De wodka hielp. Er zaten vossenbessen in. Die vond ze grappig. Ze had dit gekozen uit een rij gekoelde glazen wodka, die op smaak was gebracht met citroenschil, peperkorrels, vossenbessen of buffelgras. Ze had eigenlijk die met buffelgras willen proberen, maar ze verloor de moed om erom te vragen toen de bediende bijna de drankjes over zijn gouden uniform kieperde toen ze hem aanhield om een glas van zijn zilveren dienblad te nemen. Marja dronk limoenlimonade en staarde haar vriendin met grote ogen aan.

‘Valentina,’ siste ze, ‘je zult jezelf te schande maken.’

Valentina schoot in de lach, verbaasd dat ze nog zo’n geluid kon maken. ‘Ik heb mezelf al te schande gemaakt, begrijp je dat niet?’

Ze zocht een pilaar op, een zware pilaar van Italiaans marmer, die niet snel om zou vallen. Ze stond er met haar rug tegen aan maar ze leunde er niet echt tegen – alleen mannen mochten tegen pilaren of deurposten leunen.
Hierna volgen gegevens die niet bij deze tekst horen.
impl<'src> Lexer<'src> {
    pub fn new(source: &'src str, file: impl Into<String>) -> Self {
        Self::with_config(source, file, LexerConfig::default())
    }

    pub fn with_config(source: &'src str, file: impl Into<String>, config: LexerConfig) -> Self {
        let cursor = Cursor::new(source, file);
        log::debug!(
            "lexing {} ({} bytes, recovery {:?})",
            cursor.file(),
            source.len(),
            config.recovery
        );
        Self {
            cursor,
            config,
            reports: Vec::new(),
            error_count: 0,
            token_count: 0,
            halted: None,
            finished: false,
            exhausted: false,
        }
    }

    pub fn config(&self) -> &LexerConfig {
        &self.config
    }

    /// Errors and warnings reported so far.
    pub fn reports(&self) -> &[LexError] {
        &self.reports
    }

    /// Tokenize the entire source, returning all tokens and every report.
    ///
    /// The token list ends with `EndOfInput` unless the pass halted.
    pub fn tokenize(mut self) -> (Vec<Token>, Vec<LexError>) {
        let mut tokens = Vec::new();
        for token in self.by_ref().flatten() {
            tokens.push(token);
        }
        (tokens, self.reports)
    }

    /// Like [`Lexer::tokenize`], with reports converted to diagnostics.
    pub fn tokenize_with_diagnostics(self) -> (Vec<Token>, DiagnosticBag) {
        let file = self.cursor.file().to_string();
        let (tokens, reports) = self.tokenize();
        let mut diagnostics = DiagnosticBag::new();
        diagnostics.extend(reports.iter().map(|r| r.to_diagnostic(&file)));
        (tokens, diagnostics)
    }

    /// Scan the next token.
    ///
    /// After `EndOfInput` every call returns `EndOfInput` again; after a
    /// halting error every call returns that error again.
    pub fn next_token(&mut self) -> Result<Token, LexError> {
        if let Some(ref err) = self.halted {
            return Err(err.clone());
        }

        let result = self
            .skip_whitespace_and_comments()
            .and_then(|()| self.scan_token());

        match result {
            Ok(token) => {
                if token.is_end_of_input() {
                    if !self.finished {
                        self.finished = true;
                        log::debug!(
                            "finished {}: {} tokens, {} reports",
                            self.cursor.file(),
                            self.token_count,
                            self.reports.len()
                        );
                    }
                } else {
                    self.token_count += 1;
                    log::trace!("{} at {}", token, token.span.start);
                }
                Ok(token)
            }
            Err(err) => {
                self.record_error(err.clone());
                Err(err)
            }
        }
    }

    fn record_error(&mut self, err: LexError) {
        self.error_count += 1;
        let halt = err.is_fatal()
            || self.config.recovery == RecoveryMode::Halt
            || self.error_count >= self.config.max_errors;
        log::debug!("{}: {} (halt: {})", err.kind, err, halt);
        if halt {
            self.halted = Some(err.clone());
        }
        self.reports.push(err);
    }

    fn report_overflow(&mut self, message: String, at: Position) {
        log::warn!("{} at {}", message, at);
        self.reports
            .push(LexError::new(LexErrorKind::NumericLiteralOverflow, message, at));
    }

    // ---------------------------------------------------------------
    // Dispatch
    // ---------------------------------------------------------------

    fn scan_token(&mut self) -> Result<Token, LexError> {
        let start = self.cursor.position();
        let Some(ch) = self.cursor.peek() else {
            return Ok(Token::end_of_input(self.cursor.span_from(start)));
        };

        match ch {
            c if c.is_ascii_digit() => self.scan_number(start),
            '"' => self.scan_string(start),
            c if is_ident_start(c) => Ok(self.scan_identifier(start)),
            c => match operators::longest_match(self.cursor.rest()) {
                Some((text, kind)) => {
                    for _ in text.chars() {
                        self.cursor.advance();
                    }
                    Ok(self.make_token(kind, start))
                }
                None => {
                    self.cursor.advance();
                    Err(LexError::new(
                        LexErrorKind::UnexpectedCharacter,
                        format!("unexpected character '{}'", c.escape_debug()),
                        start,
                    ))
                }
            },
        }
    }

    // ---------------------------------------------------------------
    // Whitespace & comments
    // ---------------------------------------------------------------

    /// Skip whitespace and comments.
    fn skip_whitespace_and_comments(&mut self) -> Result<(), LexError> {
        loop {
            self.cursor.eat_while(is_whitespace);

            if self.cursor.peek() == Some('/') {
                match self.cursor.peek_second() {
                    Some('/') => {
                        // The newline is left for the whitespace pass.
                        self.cursor.eat_while(|c| c != '\n');
                        continue;
                    }
                    Some('*') => {
                        let start = self.cursor.position();
                        self.cursor.advance(); // /
                        self.cursor.advance(); // *
                        self.skip_block_comment(start)?;
                        continue;
                    }
                    _ => {}
                }
            }

            return Ok(());
        }
    }

    /// Skip a block comment whose `/*` began at `start`.
    ///
    /// Without `nested_comments` the first `*/` closes the comment.
    fn skip_block_comment(&mut self, start: Position) -> Result<(), LexError> {
        let nested = self.config.nested_comments;
        let mut depth: u32 = 1;
        while depth > 0 {
            match self.cursor.advance() {
                Some('/') if nested && self.cursor.peek() == Some('*') => {
                    self.cursor.advance();
                    depth += 1;
                }
                Some('*') if self.cursor.peek() == Some('/') => {
                    self.cursor.advance();
                    depth -= 1;
                }
                Some(_) => {}
                None => {
                    return Err(LexError::new(
                        LexErrorKind::UnterminatedComment,
                        "unterminated block comment",
                        start,
                    ));
                }
            }
        }
        Ok(())
    }

    // ---------------------------------------------------------------
    // String scanning
    // ---------------------------------------------------------------

    /// Scan a string literal; the cursor is on the opening `"`.
    ///
    /// An invalid escape does not stop the scan: the literal is read to its
    /// closing quote first so a collecting pass resumes after it.
    fn scan_string(&mut self, start: Position) -> Result<Token, LexError> {
        self.cursor.advance();
        let mut value = String::new();
        let mut invalid_escape = None;

        loop {
            match self.cursor.peek() {
                None | Some('\n') => {
                    return Err(LexError::new(
                        LexErrorKind::UnterminatedStringLiteral,
                        "unterminated string literal",
                        start,
                    ));
                }
                Some('"') => {
                    self.cursor.advance();
                    break;
                }
                Some('\\') => {
                    let escape_start = self.cursor.position();
                    self.cursor.advance();
                    match self.cursor.peek() {
                        // Reported as unterminated on the next iteration.
                        None | Some('\n') => {}
                        Some(c) => {
                            self.cursor.advance();
                            match decode_escape(c) {
                                Some(decoded) => value.push(decoded),
                                None if invalid_escape.is_none() => {
                                    invalid_escape = Some(LexError::new(
                                        LexErrorKind::InvalidEscapeSequence,
                                        format!("invalid escape sequence '\\{}'", c.escape_debug()),
                                        escape_start,
                                    ));
                                }
                                None => {}
                            }
                        }
                    }
                }
                Some(c) => {
                    self.cursor.advance();
                    value.push(c);
                }
            }
        }

        if let Some(err) = invalid_escape {
            return Err(err);
        }

        let lexeme = self.cursor.slice_from(start.offset);
        let span = self.cursor.span_from(start);
        Ok(Token::literal(
            TokenKind::StringLiteral,
            lexeme,
            LiteralValue::String(value),
            span,
        ))
    }

    // ---------------------------------------------------------------
    // Number scanning
    // ---------------------------------------------------------------

    /// Scan a number literal (integer or float); the cursor is on its
    /// first digit.
    fn scan_number(&mut self, start: Position) -> Result<Token, LexError> {
        if self.cursor.peek() == Some('0') && matches!(self.cursor.peek_second(), Some('x' | 'X')) {
            return self.scan_hex(start);
        }

        self.cursor.eat_while(|c| c.is_ascii_digit());

        let mut is_float = false;
        let mut scientific = false;

        // Fraction: a decimal point followed by at least one digit.
        if self.cursor.peek() == Some('.')
            && self
                .cursor
                .peek_second()
                .is_some_and(|c| c.is_ascii_digit())
        {
            self.cursor.advance();
            self.cursor.eat_while(|c| c.is_ascii_digit());
            is_float = true;
        }

        // Scientific notation
        if matches!(self.cursor.peek(), Some('e' | 'E')) {
            self.cursor.advance();
            if matches!(self.cursor.peek(), Some('+' | '-')) {
                self.cursor.advance();
            }
            let digits_start = self.cursor.position().offset;
            self.cursor.eat_while(|c| c.is_ascii_digit());
            if self.cursor.position().offset == digits_start {
                let lexeme = self.cursor.slice_from(start.offset);
                return Err(LexError::new(
                    LexErrorKind::MalformedNumericLiteral,
                    format!("malformed numeric literal '{}': exponent has no digits", lexeme),
                    start,
                ));
            }
            is_float = true;
            scientific = true;
        }

        let lexeme = self.cursor.slice_from(start.offset);
        let span = self.cursor.span_from(start);

        if is_float {
            let value: f64 = lexeme.parse().map_err(|e| {
                LexError::new(
                    LexErrorKind::MalformedNumericLiteral,
                    format!("malformed numeric literal '{}': {}", lexeme, e),
                    start,
                )
            })?;
            if !value.is_finite() {
                self.report_overflow(
                    format!("float literal '{}' is out of range", lexeme),
                    start,
                );
            }
            Ok(Token::literal(
                TokenKind::FloatLiteral,
                lexeme,
                LiteralValue::Float { value, scientific },
                span,
            ))
        } else {
            let value = self.integer_magnitude(lexeme, lexeme, IntegerBase::Decimal, start);
            Ok(Token::literal(
                TokenKind::IntegerLiteral,
                lexeme,
                LiteralValue::Integer {
                    value,
                    base: IntegerBase::Decimal,
                },
                span,
            ))
        }
    }

    /// Scan a hex literal; the cursor is on the leading `0` of `0x`.
    ///
    /// Only the hex digit run belongs to the literal; whatever follows
    /// starts the next token.
    fn scan_hex(&mut self, start: Position) -> Result<Token, LexError> {
        self.cursor.advance(); // 0
        self.cursor.advance(); // x
        let digit_start = self.cursor.position().offset;
        self.cursor.eat_while(|c| c.is_ascii_hexdigit());

        if self.cursor.position().offset == digit_start {
            let lexeme = self.cursor.slice_from(start.offset);
            return Err(LexError::new(
                LexErrorKind::MalformedNumericLiteral,
                format!("malformed numeric literal '{}': expected hex digits", lexeme),
                start,
            ));
        }

        let lexeme = self.cursor.slice_from(start.offset);
        let digits = self.cursor.slice_from(digit_start);
        let span = self.cursor.span_from(start);
        let value = self.integer_magnitude(lexeme, digits, IntegerBase::Hex, start);
        Ok(Token::literal(
            TokenKind::IntegerLiteral,
            lexeme,
            LiteralValue::Integer {
                value,
                base: IntegerBase::Hex,
            },
            span,
        ))
    }

    /// Parse a digit run, reporting overflow as a warning.
    fn integer_magnitude(
        &mut self,
        lexeme: &str,
        digits: &str,
        base: IntegerBase,
        start: Position,
    ) -> Option<u64> {
        match u64::from_str_radix(digits, base.radix()) {
            Ok(value) => Some(value),
            Err(_) => {
                self.report_overflow(
                    format!("integer literal '{}' does not fit in 64 bits", lexeme),
                    start,
                );
                None
            }
        }
    }

    // ---------------------------------------------------------------
    // Identifier / keyword scanning
    // ---------------------------------------------------------------

    /// Scan an identifier or keyword. The keyword lookup runs on the full
    /// identifier, so `intero` stays an identifier.
    fn scan_identifier(&mut self, start: Position) -> Token {
        self.cursor.eat_while(is_ident_continue);
        let lexeme = self.cursor.slice_from(start.offset);
        let kind = Keyword::lookup(lexeme)
            .map(TokenKind::Keyword)
            .unwrap_or(TokenKind::Identifier);
        self.make_token(kind, start)
    }

    // ---------------------------------------------------------------
    // Helpers
    // ---------------------------------------------------------------

    /// Create a token using the slice from `start` to current position.
    fn make_token(&self, kind: TokenKind, start: Position) -> Token {
        let lexeme = self.cursor.slice_from(start.offset);
        let span = self.cursor.span_from(start);
        Token::new(kind, lexeme, span)
    }
}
Ze raakte de witte pilaar echter wel met de achterkant van een satijnen schoen en met de punt van haar elleboog, net genoeg om rechtop te kunnen blijven staan. De neiging van haar lichaam om zonder enige waarschuwing te wankelen baarde haar zorgen.

Marja was verdwenen. Valentina wist niet zeker wanneer dat was gebeurd, maar zodra ze haar vriendin aan de overkant van de zaal met een officier zag praten, keek ze opzij en vond een lege plaats naast zich. Valentina was bedreven geraakt in het opsporen van de zilveren dienbladen die in de zaal rondgingen en in het met een opgetrokken wenkbrauw wenken ervan. Ze voelde zich verbazingwekkend warm en op haar gemak. Niet echt slaperig, maar op het randje ervan, en de vreselijke zwarte afgrond die nog niet zo lang geleden aan haar voeten had gegaapt leek te zijn verdwenen, net als Marja. Het enige waaraan ze nu kon denken was Jens. Zijn glimlach. Haar wang tegen zijn naakte borst, zijn hartslag die door de beenderen van haar schedel drong tot die het ritme van haar gedachten werd.